Bill protects religious garb, grooming in the workplace
SACRAMENTO — California employers face new restrictions against shunting Sikh and Muslim workers out of public view for wearing turbans, beards and hijabs, under a bill signed Saturday by Gov. Jerry Brown.
The measure could affect workplaces from Disneyland to San Quentin Prison.
“This bill, AB 1964, makes it very clear that wearing any type of religious clothing or hairstyle, particularly such as Sikhs do … is protected by law and nobody can discriminate against you because of that,” Brown told some 400 Sikhs and supporters at a rally of the North American Punjabi Assn. on the steps of the Capitol. Brown also signed SB 1540, which requires the state Board of Education to consider a new history framework for schools that the governor said will include “the role and contributions of the Sikh community in California.”
A series of court cases have muddied the water on what employers must do to accommodate the religious practices of workers, said Rajdeep Singh, director of law and policy for the Sikh Coalition, a national civil rights group based in New York City. The new law will clarify the requirements.
“It’s needed because Sikhs and other religious minorities continue to experience job discrimination on account of their religion,” Singh said.

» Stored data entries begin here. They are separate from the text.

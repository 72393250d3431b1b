// SPDX-License-Identifier: BUSL-1.1
// Copyright (c) 2026 Alfred Jean LLC

//! Event unions carried on the three daemon streams.
//!
//! These are the daemon's raw shapes; the engine's publisher normalizes
//! them into bus payloads and never leaks them to subscribers.

use kandev_core::event::{PermissionOption, ToolCallStatus};
use kandev_core::turn::SlashCommand;
use serde::{Deserialize, Serialize};
use std::path::PathBuf;

/// Events on `/api/v1/agent/stream` (outside request/response frames).
#[derive(Debug, Clone, PartialEq, Serialize, Deserialize)]
#[serde(tag = "type", rename_all = "snake_case")]
pub enum AgentStreamEvent {
    /// Incremental assistant text.
    MessageChunk { text: String },
    /// Incremental reasoning text.
    Reasoning { text: String },
    ToolCall {
        id: String,
        name: String,
        #[serde(default)]
        title: Option<String>,
    },
    ToolUpdate {
        id: String,
        status: ToolCallStatus,
    },
    /// Turn finished; an absent stop reason defaults to `end_turn`
    /// downstream.
    Complete {
        #[serde(default)]
        stop_reason: Option<String>,
        #[serde(default)]
        error: Option<String>,
    },
    AvailableCommands { commands: Vec<SlashCommand> },
    ContextWindow { used_tokens: u64, max_tokens: u64 },
    SessionStatus { status: String },
}

/// Events on the permission stream.
#[derive(Debug, Clone, PartialEq, Serialize, Deserialize)]
#[serde(tag = "type", rename_all = "snake_case")]
pub enum PermissionStreamEvent {
    PermissionRequested {
        id: String,
        tool_call_id: String,
        title: String,
        options: Vec<PermissionOption>,
    },
    /// The daemon confirms a request was answered (possibly elsewhere).
    PermissionResolved {
        id: String,
        option_id: String,
    },
}

/// Reply to a pending permission request.
#[derive(Debug, Clone, PartialEq, Eq, Serialize, Deserialize)]
pub struct PermissionResponse {
    pub id: String,
    pub option_id: String,
}

/// Events on `/api/v1/workspace/stream` (unified shell/git/file feed).
#[derive(Debug, Clone, PartialEq, Serialize, Deserialize)]
#[serde(tag = "type", rename_all = "snake_case")]
pub enum WorkspaceStreamEvent {
    ShellOutput {
        data: String,
        #[serde(default)]
        stderr: bool,
    },
    ShellExit {
        #[serde(default)]
        exit_code: Option<i32>,
    },
    ProcessOutput { data: String },
    ProcessStatus {
        running: bool,
        #[serde(default)]
        exit_code: Option<i32>,
    },
    GitStatus {
        #[serde(default)]
        branch: Option<String>,
        #[serde(default)]
        changed_files: Vec<String>,
    },
    GitCommit {
        commit_id: String,
        message: String,
    },
    GitReset { target: String },
    GitSnapshot { snapshot_id: String },
    FileChange { paths: Vec<PathBuf> },
}

#[cfg(test)]
#[path = "stream_tests.rs"]
mod tests;
// SPDX-License-Identifier: BUSL-1.1
// Copyright (c) 2026 Alfred Jean LLC

//! Fake executor backend for tests.

use crate::interactive::InteractiveRunner;
use crate::{
    BackendError, CreateInstanceSpec, ExecutorBackend, ExecutorInstance, InstanceTransport,
};
use async_trait::async_trait;
use indexmap::IndexMap;
use kandev_core::id::{ExecutionId, InstanceId};
use parking_lot::Mutex;
use std::sync::Arc;

/// Recorded backend invocation.
#[derive(Debug, Clone, PartialEq, Eq)]
pub enum BackendCall {
    HealthCheck,
    Create(ExecutionId),
    Stop { instance_id: InstanceId, force: bool },
    Recover,
    Close,
}

/// In-memory backend that records calls and returns scripted results.
pub struct FakeBackend {
    name: &'static str,
    port: u16,
    calls: Mutex<Vec<BackendCall>>,
    next_create_error: Mutex<Option<BackendError>>,
    health_error: Mutex<Option<String>>,
    recover_with: Mutex<Vec<ExecutorInstance>>,
    runner: Mutex<Option<Arc<dyn InteractiveRunner>>>,
}

impl FakeBackend {
    pub fn new(name: &'static str) -> Self {
        Self {
            name,
            port: 42_000,
            calls: Mutex::new(Vec::new()),
            next_create_error: Mutex::new(None),
            health_error: Mutex::new(None),
            recover_with: Mutex::new(Vec::new()),
            runner: Mutex::new(None),
        }
    }

    pub fn with_port(mut self, port: u16) -> Self {
        self.port = port;
        self
    }

    /// Fail the next `create_instance` with the given error.
    pub fn fail_next_create(&self, error: BackendError) {
        *self.next_create_error.lock() = Some(error);
    }

    pub fn set_health_error(&self, message: impl Into<String>) {
        *self.health_error.lock() = Some(message.into());
    }

    /// Instances `recover_instances` should report alive.
    pub fn set_recoverable(&self, instances: Vec<ExecutorInstance>) {
        *self.recover_with.lock() = instances;
    }

    pub fn set_runner(&self, runner: Arc<dyn InteractiveRunner>) {
        *self.runner.lock() = Some(runner);
    }

    pub fn calls(&self) -> Vec<BackendCall> {
        self.calls.lock().clone()
    }

    /// Build the instance this fake would return for an execution.
    pub fn instance_for(&self, execution_id: &ExecutionId) -> ExecutorInstance {
        let mut metadata = IndexMap::new();
        metadata.insert("port".to_string(), self.port.to_string());
        ExecutorInstance {
            instance_id: InstanceId::new(format!("inst-{execution_id}")),
            backend_name: self.name.to_string(),
            transport: InstanceTransport::Standalone { port: self.port },
            workspace_path: "/tmp/fake-workspace".into(),
            metadata,
        }
    }
}

#[async_trait]
impl ExecutorBackend for FakeBackend {
    fn name(&self) -> &'static str {
        self.name
    }

    async fn health_check(&self) -> Result<(), BackendError> {
        self.calls.lock().push(BackendCall::HealthCheck);
        match self.health_error.lock().as_ref() {
            Some(message) => Err(BackendError::Unavailable(message.clone())),
            None => Ok(()),
        }
    }

    async fn create_instance(
        &self,
        spec: &CreateInstanceSpec,
    ) -> Result<ExecutorInstance, BackendError> {
        self.calls.lock().push(BackendCall::Create(spec.execution_id.clone()));
        if let Some(error) = self.next_create_error.lock().take() {
            return Err(error);
        }
        let mut instance = self.instance_for(&spec.execution_id);
        instance.workspace_path = spec.workspace_path.clone();
        Ok(instance)
    }

    async fn stop_instance(
        &self,
        instance: &ExecutorInstance,
        force: bool,
    ) -> Result<(), BackendError> {
        self.calls.lock().push(BackendCall::Stop {
            instance_id: instance.instance_id.clone(),
            force,
        });
        Ok(())
    }

    async fn recover_instances(&self) -> Result<Vec<ExecutorInstance>, BackendError> {
        self.calls.lock().push(BackendCall::Recover);
        Ok(self.recover_with.lock().clone())
    }

    fn interactive_runner(&self) -> Option<Arc<dyn InteractiveRunner>> {
        self.runner.lock().clone()
    }

    async fn close(&self) {
        self.calls.lock().push(BackendCall::Close);
    }
}
// ── spec/profile builders ──────────────────────────────────────────

pub fn test_agent_spec() -> AgentSpec {
    AgentSpec {
        id: "claude".into(),
        display_name: "Claude Code".into(),
        default_model: Some("sonnet".into()),
        command: CommandTemplate {
            binary: "claude".into(),
            base_args: vec!["--output-format".into(), "stream-json".into()],
            model_flag: Some("--model {model}".into()),
            prompt_flag: Some("-p {prompt}".into()),
            resume_flag: Some("--continue".into()),
            session_resume_flag: Some("--resume {session_id}".into()),
        },
        permission_settings: vec![],
        passthrough: None,
        runtime: RuntimeRequirements {
            protocol: AgentProtocol::Acp,
            image: None,
            image_tag: None,
            required_env: vec![],
            native_session_resume: false,
            history_context_injection: false,
            mounts: vec![],
            memory_mb: None,
            cpu_cores: None,
            mcp_servers: vec![],
        },
    }
}

pub fn test_profile() -> ProfileInfo {
    ProfileInfo {
        id: "profile-1".into(),
        agent_id: "claude".into(),
        model: None,
        auto_approve: false,
        permission_values: indexmap::IndexMap::new(),
        native_session_resume: false,
        cli_passthrough: false,
        enabled: true,
    }
}

// ── harness ────────────────────────────────────────────────────────

/// Fully-faked manager wiring for lifecycle tests.
pub struct Harness {
    pub manager: Arc<Manager<FakeClock>>,
    pub clock: FakeClock,
    pub bus: Arc<FakeBus>,
    pub backend: Arc<FakeBackend>,
    pub registry: Arc<ExecutorRegistry>,
    pub clients: Arc<FakeClientFactory>,
    pub profiles: Arc<FakeProfileStore>,
    pub agents: Arc<FakeAgentRegistry>,
    pub worktrees: Arc<FakeWorktreeManager>,
}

A study by the coalition found that 12% of Sikhs in the San Francisco Bay Area have been subjected to some form of workplace discrimination.
The new law restricts employers from segregating a worker from customers or the public as a means of accommodating his or her religious beliefs. It says employers must accommodate a worker’s religious practices unless doing so creates “significant difficulty or expense.”
It also specifies that religious dress and grooming qualify as protected observances.
“An employee should not have to work in the back of the store in order to observe his or her faith,” said Assemblywoman Mariko Yamada (D-Davis), who wrote the bill.
Supporters say AB 1964, named after the federal Civil Rights Act of 1964, could help in cases like that of a Muslim woman who sued Disneyland last month, alleging that she was fired from a hostess position after refusing to remove her head scarf at work.
Disneyland officials said they offered to provide her with a company-approved scarf for work.
Mark Rosenbaum, an attorney with the ACLU of Southern California, said his Muslim client has a solid case of discrimination, but the new law “adds another layer of protection.”
Singh hopes the measure, which takes effect Jan. 1, will also pressure law-enforcement agencies and the California Department of Corrections and Rehabilitation to reconsider their workplace practices, which include a general ban on beards for prison guards. Some law enforcement agencies bar officers from wearing turbans, Singh said.
Arguments that beards and turbans conflict with efforts to create uniformity and discipline in law-enforcement ranks are “tenuous,” Singh said.